5. Colin Sullivan (The Departed, 2006)
You've seen the movie. You know what it's about. You don't need a plot description, or even a love letter to Damon's work as a sneaky mole inside the Massachusetts State Police department. What's worth revisiting is that Damon's Sullivan demonstrates the danger of allegiances, whether they're to God or love interests or family. That's especially true if the family member in question is a mobster who jerks off in porno theaters. Masturbation and family ties aside, The Departed is everything you want in a gangster flick: profane, bloody, and shocking.
4. Tom Ripley, (The Talented Mr. Ripley, 1999)
Layabout 20-something Tom Ripley (Damon) is offered $1,000 to retrieve a dashing playboy named Dickie Greenleaf (Jude Law) from Italy. To put it mildly, this does not go quite as planned. Instead, Tom -- like any great chameleon -- becomes Dickie. He walks like Dickie. He talks like Dickie. He likes the same women as Dickie. Damon's eeriness and desperation are unsettling to watch as he slips deeper and deeper into the mind of a man gone crazy. Yet somehow, Ripley earns our sympathy. You feel bad for the poor guy who is ruining the lives of others. How does that work?

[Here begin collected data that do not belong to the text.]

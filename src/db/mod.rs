//! SQLite session store.
//!
//! An envelope is flattened into one column per persisted Act part on write
//! and reassembled into the nested JSON form on read. Writes are additive: an
//! Act part missing from the incoming envelope keeps whatever the row already
//! held, `schema_version` only moves forward, and `created_at` is set once.

mod schema;

use std::path::PathBuf;
use std::sync::{Arc, Mutex};

use anyhow::{Context, Result};
use chrono::Utc;
use rusqlite::types::Value as SqlValue;
use rusqlite::{params_from_iter, Connection, Row};
use serde_json::{json, Map, Value};
use uuid::Uuid;

use crate::models::*;

/// Storage the HTTP layer and CLI talk to.
pub trait SessionStore {
    /// Persist `envelope` for `session_id` and return the stored result.
    fn save(&self, envelope: &SnapshotEnvelope, session_id: Uuid) -> Result<DatabaseSession>;

    fn load(&self, session_id: Uuid) -> Result<Option<DatabaseSession>>;
}

/// Where an Act part lives in the nested snapshot.
struct ActColumn {
    column: &'static str,
    act: &'static str,
    /// Key inside the Act object. `None` stores the whole Act in one column.
    key: Option<&'static str>,
    /// Plain text rather than JSON.
    text: bool,
}

const fn json_column(column: &'static str, act: &'static str, key: &'static str) -> ActColumn {
    ActColumn {
        column,
        act,
        key: Some(key),
        text: false,
    }
}

const ACT_COLUMNS: &[ActColumn] = &[
    json_column("act1_basic_info", "act1", "basicInfo"),
    json_column("act1_facts", "act1", "facts"),
    json_column("act1_evidence", "act1", "evidence"),
    json_column("act1_reasoning", "act1", "reasoning"),
    json_column("act1_metadata", "act1", "metadata"),
    json_column("act2_narrative", "act2", "narrative"),
    json_column("act2_timeline_analysis", "act2", "timelineAnalysis"),
    json_column("act2_evidence_questions", "act2", "evidenceQuestions"),
    json_column("act2_claim_analysis", "act2", "claimAnalysis"),
    ActColumn {
        column: "act3_socratic",
        act: "act3",
        key: None,
        text: false,
    },
    json_column("act4_learning_report", "act4", "learningReport"),
    json_column("act4_full_report", "act4", "fullReport"),
    ActColumn {
        column: "act4_ppt_url",
        act: "act4",
        key: Some("pptUrl"),
        text: true,
    },
    json_column("act4_ppt_metadata", "act4", "pptMetadata"),
];

/// Columns before the Act parts, in select order.
const HEAD_COLUMNS: &[&str] = &[
    "id",
    "version",
    "schema_version",
    "session_state",
    "case_title",
    "case_number",
    "court_name",
];

/// Columns after the Act parts, in select order.
const TAIL_COLUMNS: &[&str] = &["save_type", "created_at", "updated_at", "last_saved_at"];

impl ActColumn {
    fn encode(&self, snapshot: &Value) -> SqlValue {
        let act = match snapshot.get(self.act) {
            Some(act) if !act.is_null() => act,
            _ => return SqlValue::Null,
        };
        let part = match self.key {
            Some(key) => match act.get(key) {
                Some(part) if !part.is_null() => part,
                _ => return SqlValue::Null,
            },
            None => act,
        };
        match (self.text, part) {
            (true, Value::String(s)) => SqlValue::Text(s.clone()),
            _ => SqlValue::Text(part.to_string()),
        }
    }

    fn decode(&self, raw: String) -> Option<Value> {
        if self.text {
            return Some(Value::String(raw));
        }
        match serde_json::from_str(&raw) {
            Ok(value) => Some(value),
            Err(e) => {
                tracing::warn!("Unreadable JSON in column {}, ignoring: {}", self.column, e);
                None
            }
        }
    }
}

fn all_columns() -> Vec<&'static str> {
    HEAD_COLUMNS
        .iter()
        .copied()
        .chain(ACT_COLUMNS.iter().map(|c| c.column))
        .chain(TAIL_COLUMNS.iter().copied())
        .collect()
}

fn upsert_sql() -> String {
    let columns = all_columns();
    let placeholders = vec!["?"; columns.len()].join(", ");
    let act_updates = ACT_COLUMNS
        .iter()
        .map(|c| {
            format!(
                "{col} = COALESCE(excluded.{col}, teaching_sessions.{col})",
                col = c.column
            )
        })
        .collect::<Vec<_>>()
        .join(",\n            ");

    format!(
        "INSERT INTO teaching_sessions ({columns}) VALUES ({placeholders})
         ON CONFLICT(id) DO UPDATE SET
            version = excluded.version,
            schema_version = MAX(COALESCE(teaching_sessions.schema_version, {legacy}), excluded.schema_version),
            session_state = excluded.session_state,
            case_title = excluded.case_title,
            case_number = COALESCE(excluded.case_number, teaching_sessions.case_number),
            court_name = COALESCE(excluded.court_name, teaching_sessions.court_name),
            {act_updates},
            save_type = excluded.save_type,
            updated_at = excluded.updated_at,
            last_saved_at = excluded.last_saved_at",
        columns = columns.join(", "),
        legacy = LEGACY_SCHEMA_VERSION,
    )
}

pub struct Database {
    conn: Arc<Mutex<Connection>>,
}

impl Database {
    pub fn open(path: PathBuf) -> Result<Self> {
        let parent = path
            .parent()
            .ok_or_else(|| anyhow::anyhow!("Database path has no parent directory"))?;
        std::fs::create_dir_all(parent)?;
        let conn = Connection::open(&path)
            .with_context(|| format!("Failed to open database at {}", path.display()))?;
        conn.pragma_update(None, "journal_mode", "WAL")?;
        tracing::debug!("Opened session database at {}", path.display());
        Ok(Self {
            conn: Arc::new(Mutex::new(conn)),
        })
    }

    pub fn open_default() -> Result<Self> {
        let dirs = directories::ProjectDirs::from("", "", "casebook")
            .ok_or_else(|| anyhow::anyhow!("Could not determine data directory"))?;
        Self::open(dirs.data_dir().join("casebook.db"))
    }

    pub fn open_memory() -> Result<Self> {
        let conn = Connection::open_in_memory()?;
        Ok(Self {
            conn: Arc::new(Mutex::new(conn)),
        })
    }

    pub fn migrate(&self) -> Result<()> {
        let conn = self.conn.lock().expect("database lock poisoned");
        schema::run_migrations(&conn)
    }

    // ============================================================
    // Session operations
    // ============================================================

    /// Flatten and upsert an envelope, then read the merged row back.
    pub fn save_snapshot(&self, id: Uuid, envelope: &SnapshotEnvelope) -> Result<DatabaseSession> {
        let snapshot = serde_json::to_value(envelope).context("Failed to encode snapshot")?;

        let mut params = vec![
            SqlValue::Text(id.to_string()),
            SqlValue::Text(envelope.version.clone()),
            SqlValue::Integer(i64::from(envelope.schema_version)),
            SqlValue::Text(envelope.session_state.as_str().to_string()),
            SqlValue::Text(envelope.case_title.clone()),
            optional_text(envelope.case_number.as_deref()),
            optional_text(envelope.court_name.as_deref()),
        ];
        params.extend(ACT_COLUMNS.iter().map(|c| c.encode(&snapshot)));
        params.extend([
            SqlValue::Text(envelope.save_type.as_str().to_string()),
            SqlValue::Text(envelope.created_at.to_rfc3339()),
            SqlValue::Text(envelope.updated_at.to_rfc3339()),
            SqlValue::Text(envelope.last_saved_at.to_rfc3339()),
        ]);

        let conn = self.conn.lock().expect("database lock poisoned");
        conn.execute(&upsert_sql(), params_from_iter(params))
            .with_context(|| format!("Failed to save session {}", id))?;
        tracing::info!(
            "Saved {} snapshot for session {} ({})",
            envelope.save_type.as_str(),
            id,
            envelope.session_state.as_str()
        );

        load_locked(&conn, id)?
            .ok_or_else(|| anyhow::anyhow!("Session {} not found after save", id))
    }

    pub fn load_session(&self, id: Uuid) -> Result<Option<DatabaseSession>> {
        let conn = self.conn.lock().expect("database lock poisoned");
        load_locked(&conn, id)
    }

    pub fn list_sessions(&self) -> Result<Vec<SessionSummary>> {
        let conn = self.conn.lock().expect("database lock poisoned");
        let mut stmt = conn.prepare(&format!(
            "SELECT id, case_title, session_state, COALESCE(schema_version, {}), save_type,
                    created_at, updated_at
             FROM teaching_sessions ORDER BY updated_at DESC",
            LEGACY_SCHEMA_VERSION
        ))?;

        let sessions = stmt
            .query_map([], |row| {
                Ok(SessionSummary {
                    id: parse_uuid(row.get::<_, String>(0)?),
                    case_title: row.get(1)?,
                    session_state: row.get(2)?,
                    schema_version: row.get(3)?,
                    save_type: row.get(4)?,
                    created_at: parse_datetime(row.get::<_, String>(5)?),
                    updated_at: parse_datetime(row.get::<_, String>(6)?),
                })
            })?
            .collect::<Result<Vec<_>, _>>()?;

        Ok(sessions)
    }

    pub fn delete_session(&self, id: Uuid) -> Result<bool> {
        let conn = self.conn.lock().expect("database lock poisoned");
        let rows = conn.execute(
            "DELETE FROM teaching_sessions WHERE id = ?",
            [id.to_string()],
        )?;
        Ok(rows > 0)
    }
}

impl SessionStore for Database {
    fn save(&self, envelope: &SnapshotEnvelope, session_id: Uuid) -> Result<DatabaseSession> {
        self.save_snapshot(session_id, envelope)
    }

    fn load(&self, session_id: Uuid) -> Result<Option<DatabaseSession>> {
        self.load_session(session_id)
    }
}

impl Clone for Database {
    fn clone(&self) -> Self {
        Self {
            conn: self.conn.clone(),
        }
    }
}

fn load_locked(conn: &Connection, id: Uuid) -> Result<Option<DatabaseSession>> {
    let mut stmt = conn.prepare(&format!(
        "SELECT {} FROM teaching_sessions WHERE id = ?",
        all_columns().join(", ")
    ))?;

    let mut rows = stmt.query([id.to_string()])?;
    if let Some(row) = rows.next()? {
        Ok(Some(session_from_row(row)?))
    } else {
        Ok(None)
    }
}

/// Reassemble the nested snapshot from a flat row.
fn session_from_row(row: &Row<'_>) -> rusqlite::Result<DatabaseSession> {
    let mut snapshot = Map::new();
    snapshot.insert("version".into(), json!(row.get::<_, String>(1)?));
    if let Some(schema_version) = row.get::<_, Option<i64>>(2)? {
        snapshot.insert("schemaVersion".into(), json!(schema_version));
    }
    snapshot.insert("sessionState".into(), json!(row.get::<_, String>(3)?));
    snapshot.insert("caseTitle".into(), json!(row.get::<_, String>(4)?));
    if let Some(case_number) = row.get::<_, Option<String>>(5)? {
        snapshot.insert("caseNumber".into(), json!(case_number));
    }
    if let Some(court_name) = row.get::<_, Option<String>>(6)? {
        snapshot.insert("courtName".into(), json!(court_name));
    }

    for (offset, column) in ACT_COLUMNS.iter().enumerate() {
        let raw: Option<String> = row.get(HEAD_COLUMNS.len() + offset)?;
        let Some(value) = raw.and_then(|raw| column.decode(raw)) else {
            continue;
        };
        let act = snapshot
            .entry(column.act)
            .or_insert_with(|| Value::Object(Map::new()));
        match (column.key, act) {
            (Some(key), Value::Object(parts)) => {
                parts.insert(key.to_string(), value);
            }
            (_, act) => *act = value,
        }
    }

    let tail = HEAD_COLUMNS.len() + ACT_COLUMNS.len();
    let updated_at: String = row.get(tail + 2)?;
    snapshot.insert("saveType".into(), json!(row.get::<_, String>(tail)?));
    snapshot.insert("createdAt".into(), json!(row.get::<_, String>(tail + 1)?));
    snapshot.insert("lastSavedAt".into(), json!(row.get::<_, String>(tail + 3)?));
    snapshot.insert("updatedAt".into(), json!(updated_at));

    Ok(DatabaseSession {
        id: parse_uuid(row.get::<_, String>(0)?),
        snapshot: Value::Object(snapshot),
        stored_at: Some(parse_datetime(updated_at)),
    })
}

fn optional_text(value: Option<&str>) -> SqlValue {
    value.map_or(SqlValue::Null, |s| SqlValue::Text(s.to_string()))
}

fn parse_uuid(s: String) -> Uuid {
    Uuid::parse_str(&s).unwrap_or_else(|_| Uuid::nil())
}

fn parse_datetime(s: String) -> chrono::DateTime<Utc> {
    chrono::DateTime::parse_from_rfc3339(&s)
        .map(|dt| dt.with_timezone(&Utc))
        .unwrap_or_else(|_| Utc::now())
}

3. Mike McDermott (Rounders, 1998)
The movie that spawned a generation of good but mostly bad Texas Hold 'Em players who think wearing sunglasses inside a casino is the key to success. Yes, Rounders is a slick and revealing film about card sharks and underground poker houses, but it's the nuggets of wisdom that Damon and company intersperse throughout that make the movie. Anyone can tell a riveting story about the highs and lows of poker players. But what about the reality of a player like Mike, who is so addicted to the game that he chooses cards over lovers and forfeits his burgeoning career in law to sit in a room with a bunch of strangers for hours on end? Rounders neither disses nor praises gambling. It just lays it all out and lets the chips fall as they may.
2. Will Hunting (Good Will Hunting, 1997)
Each viewing of Gus Van Sant's masterpiece is just another reminder of how spellbindingly earnest this movie is. Damon, who won an Academy Award for co-writing the film with Ben Affleck, speaks from the heart in every single scene. Even as he's pushing away Robin Williams's bearded and bespectacled therapist, you understand the gut reaction, the instinct to escape pain, to run away and pretend like it doesn't exist. Will Hunting is a secret genius, but he's also just another insecure and afraid 20-something who desperately wants to be happy.
1. Mark Whitacre (The Informant!, 2009)
Hear us out: Damon truly delivers the most dynamic performance of his career in this Steven Soderbergh seriocomedy. Mark serves as an FBI informant, leaking his company's illegal activity to the government. Through his voice-over, the movie overwhelms viewers with comic observations about the mundane. There are more laughs in The Informant than 99% of all American comedies made these days, and its dramatic undertones work, too: watching Mark unravel as his lies stack up is difficult to stomach. Once again, Damon turns a criminal -- a man causing harm to his fellow citizens -- into a sympathetic hero. He's a pathological liar, yet you still want to believe everything he says.